ÉTICA Y POLÍTICA I

   

“Sócrates y dos discípulos”. Domenico Fetti (1589-1623) Pintor barroco italiano Siglo XVII. Galería de los Uffizi, Florencia. Según Diógenes Laercio, Sócrates pedía a sus discípulos que se miraran en un espejo para realizar buenas acciones en la vida.

“Sócrates y dos discípulos”. Domenico Fetti (1589-1623) Pintor barroco italiano Siglo XVII. Galería de los Uffizi, Florencia. Según Diógenes Laercio, Sócrates pedía a sus discípulos que se miraran en un espejo para realizar buenas acciones en la vida.

 

         El fracaso sin paliativos del actual régimen político español, impropiamente calificado como una monarquía parlamentaria, pues no existe la característica representación personal del parlamentarismo liberal, sino la vicaria y espúrea  de los partidos políticos, es un hecho cada vez más evidente.

         La progresiva degradación política, social y económica, que tal régimen pseudo o cuasi democrático ha ido produciendo desde que entró en vigor la Constitución de 1978, salta a la vista.

         Podría concederse que este sistema político de transición, fue apropiado para superar la dictadura e iniciar el camino hacia la democracia. Mas hay dos hechos que hoy, pasados 40 años, parecen indudables: que la democracia en sentido fuerte finalmente no llegó y que este sistema no es apto para alcanzarla.

         La incapacidad crónica de los españoles para construir un Estado liberal semejante al de otras naciones europeas y, por ende, la de implantar un sistema verdaderamente representativo y democrático, amén de los errores en la concepción territorial del Estado, han puesto finalmente a nuestro país a los pies de los caballos del particularismo, la disgregación y el separatismo, haciendo prácticamente inviable la supervivencia de la nación política, y abocando al tiempo al Estado y a los contribuyentes a la ruina más completa.

         La monarquía y especialmente los partidos políticos, a pesar de sus enormes privilegios y ventajas, principalmente el de poseer el monopolio de la acción política, han sido incapaces de gobernar lealmente.

         Algún día se estudiará en las universidades de todo el mundo el fenómeno español bajo un epígrafe que podría ser el siguiente: «como destruir un Estado y disolver una gran nación sin mediar guerra o catástrofe natural alguna».

         Y junto a este gran fracaso político—que viene de muy lejos, eso es bien cierto—aparece una causa adyacente, cada vez más visible, aunque insuficientemente analizada: la inmoralidad, dato constante, que explica el torcido y detestable curso de los acontecimientos en el ámbito de la vida pública española.

         Se olvida a menudo que la relación entre gobernantes y gobernados consiste en un contrato moral, pues son aquellos, quienes actuando con la justicia y el decoro a que les obliga su rango dentro del Estado, están obligados moralmente a procurar o cuando menos a facilitar el bienestar y la prosperidad—si no la felicidad—de los ciudadanos bajo su gobierno; felicidad entendida, por lo menos en Occidente, como una vida con libertad política y civil, la mayor igualdad posible de oportunidades y ante la ley, derecho a la propiedad, libertad económica, y seguridad personal.

         La clase gobernante de un país digno está obligada, mediante una acción política eficaz, no solo a procurar dicho objetivo, sino además a tener un comportamiento éticamente ejemplar, puesto que la exhibición de conductas inmorales en la clase dirigente conduce a la desmoralización y corrupción de toda clase de ciudadanos.

         La idea de que la moral y la política deberían ir siempre de la mano es muy antigua.

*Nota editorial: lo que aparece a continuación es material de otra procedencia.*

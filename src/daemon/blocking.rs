//! Classification of activity records against the user's block lists. Pure
//! functions, all state stays with the caller.

use crate::daemon::storage::entities::ActivityRecord;

/// Outcome of classifying one record.
#[derive(Debug, Clone, Copy, Default, PartialEq, Eq)]
pub struct BlockVerdict {
    pub is_blocked_app: bool,
    pub is_blocked_domain: bool,
}

impl BlockVerdict {
    pub fn any(&self) -> bool {
        self.is_blocked_app || self.is_blocked_domain
    }
}

pub fn evaluate(
    record: &ActivityRecord,
    blocked_apps: &[String],
    blocked_domains: &[String],
) -> BlockVerdict {
    let owner = record.owner_name.to_lowercase();
    let is_blocked_app = !owner.is_empty()
        && blocked_apps
            .iter()
            .any(|app| owner.contains(&app.to_lowercase()));

    let url = effective_url(record).unwrap_or_default();
    // The match direction is platform-dependent on purpose: URL extraction
    // from window titles is much noisier on Windows, where the extracted
    // token is usually a fragment of the real domain.
    let is_blocked_domain = !url.trim().is_empty()
        && blocked_domains.iter().any(|domain| {
            if record.platform.as_ref() == "windows" {
                domain.contains(&url.to_lowercase())
            } else {
                url.contains(domain.as_str())
            }
        });

    BlockVerdict {
        is_blocked_app,
        is_blocked_domain,
    }
}

/// URL a record should be judged by. Windows browsers never report one
/// directly, so a domain is recovered from the window title instead.
pub fn effective_url(record: &ActivityRecord) -> Option<String> {
    if record.platform.as_ref() == "windows" && is_recognized_browser(&record.owner_name) {
        extract_url_from_title(&record.title)
    } else {
        record.url.clone()
    }
}

fn is_recognized_browser(owner_name: &str) -> bool {
    let owner = owner_name.to_lowercase();
    ["chrome", "firefox", "edge"]
        .iter()
        .any(|browser| owner.contains(browser))
}

/// Best-effort domain recovery from a window title. Browser titles rarely
/// carry a full URL, but tab titles often include the site's host name.
pub fn extract_url_from_title(title: &str) -> Option<String> {
    title.split_whitespace().find_map(domain_token)
}

fn domain_token(token: &str) -> Option<String> {
    let trimmed =
        token.trim_matches(|c: char| matches!(c, '(' | ')' | '[' | ']' | '<' | '>' | '"' | '\'' | ','));
    let without_scheme = trimmed
        .strip_prefix("https://")
        .or_else(|| trimmed.strip_prefix("http://"))
        .unwrap_or(trimmed);
    let host = without_scheme
        .split(['/', '?', '#'])
        .next()
        .unwrap_or_default()
        .trim_end_matches('.');

    let labels = host.split('.').collect::<Vec<_>>();
    if labels.len() < 2 {
        return None;
    }
    if labels
        .iter()
        .any(|v| v.is_empty() || !v.chars().all(|c| c.is_ascii_alphanumeric() || c == '-'))
    {
        return None;
    }
    let top_level = labels[labels.len() - 1];
    if top_level.len() < 2 || !top_level.chars().all(|c| c.is_ascii_alphabetic()) {
        return None;
    }

    Some(host.to_ascii_lowercase())
}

Se trata, naturalmente, de una moral práctica, aplicada a la vida social, proclamada por una autoridad legítima y fijada mediante la ley.

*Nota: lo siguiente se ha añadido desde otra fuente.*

use anyhow::Result;
use uuid::Uuid;

use crate::{
    daemon::{
        error::TrackError,
        storage::session_store::{SessionStore, TimeEntry},
    },
    utils::clock::Clock,
};

/// Break entries created from a block prompt always run for this long.
pub const BREAK_TARGET_MINUTES: u32 = 15;

/// Parameters for starting a new tracked session.
#[derive(Debug, Clone, Default)]
pub struct SessionSpec {
    pub item_ref: Option<String>,
    pub is_focus_mode: bool,
    pub target_duration: Option<u32>,
    pub auto_stop_enabled: bool,
}

/// The session state machine. There is at most one active entry per user at
/// any time; this is enforced here by querying the store before every
/// transition, not by the store itself.
pub struct SessionTracker<S> {
    store: S,
    clock: Box<dyn Clock>,
}

impl<S: SessionStore> SessionTracker<S> {
    pub fn new(store: S, clock: Box<dyn Clock>) -> Self {
        Self { store, clock }
    }

    pub async fn active(&self, user_id: &str) -> Result<Option<TimeEntry>> {
        self.store.get_active(user_id).await
    }

    pub async fn last(&self, user_id: &str) -> Result<Option<TimeEntry>> {
        self.store.get_last(user_id).await
    }

    /// Starts tracking. Fails with [TrackError::Conflict] while another
    /// entry is active.
    pub async fn start(&self, user_id: &str, spec: SessionSpec) -> Result<TimeEntry> {
        if let Some(active) = self.store.get_active(user_id).await? {
            return Err(TrackError::Conflict {
                active_id: active.id,
            }
            .into());
        }

        self.store
            .create(TimeEntry {
                id: Uuid::new_v4().to_string(),
                user_id: user_id.into(),
                item_ref: spec.item_ref,
                start_time: self.clock.time(),
                end_time: None,
                is_focus_mode: spec.is_focus_mode,
                target_duration: spec.target_duration,
                auto_stop_enabled: spec.auto_stop_enabled,
            })
            .await
    }

    /// Stops the active entry. Fails with [TrackError::NotFound] when `id`
    /// is not the currently active entry.
    pub async fn stop(&self, user_id: &str, id: &str) -> Result<TimeEntry> {
        match self.store.get_active(user_id).await? {
            Some(active) if active.id == id => self.store.close(id, self.clock.time()).await,
            _ => Err(TrackError::NotFound { id: id.into() }.into()),
        }
    }

    /// Converts whatever is currently tracked into a break: the active entry
    /// is closed and a fresh break entry with a fixed target starts at the
    /// same moment. Does nothing when nothing is active.
    pub async fn take_break(&self, user_id: &str) -> Result<Option<TimeEntry>> {
        let Some(active) = self.store.get_active(user_id).await? else {
            return Ok(None);
        };

        let now = self.clock.time();
        self.store.close(&active.id, now).await?;
        let entry = self
            .store
            .create(TimeEntry {
                id: Uuid::new_v4().to_string(),
                user_id: user_id.into(),
                item_ref: None,
                start_time: now,
                end_time: None,
                is_focus_mode: false,
                target_duration: Some(BREAK_TARGET_MINUTES),
                auto_stop_enabled: false,
            })
            .await?;
        Ok(Some(entry))
    }
}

         Lo dijo Aristóteles: «la moral no puede ser eficaz sin ayuda de las leyes, ya que los discursos no son suficientes para reformar las costumbres.»

         Si la política española actual, merced a un sistema político corrompido y a la inmoralidad del presente régimen constitucional, se mueve de espaldas a  la ética más elemental, su reforma profunda parece una tarea imprescindible.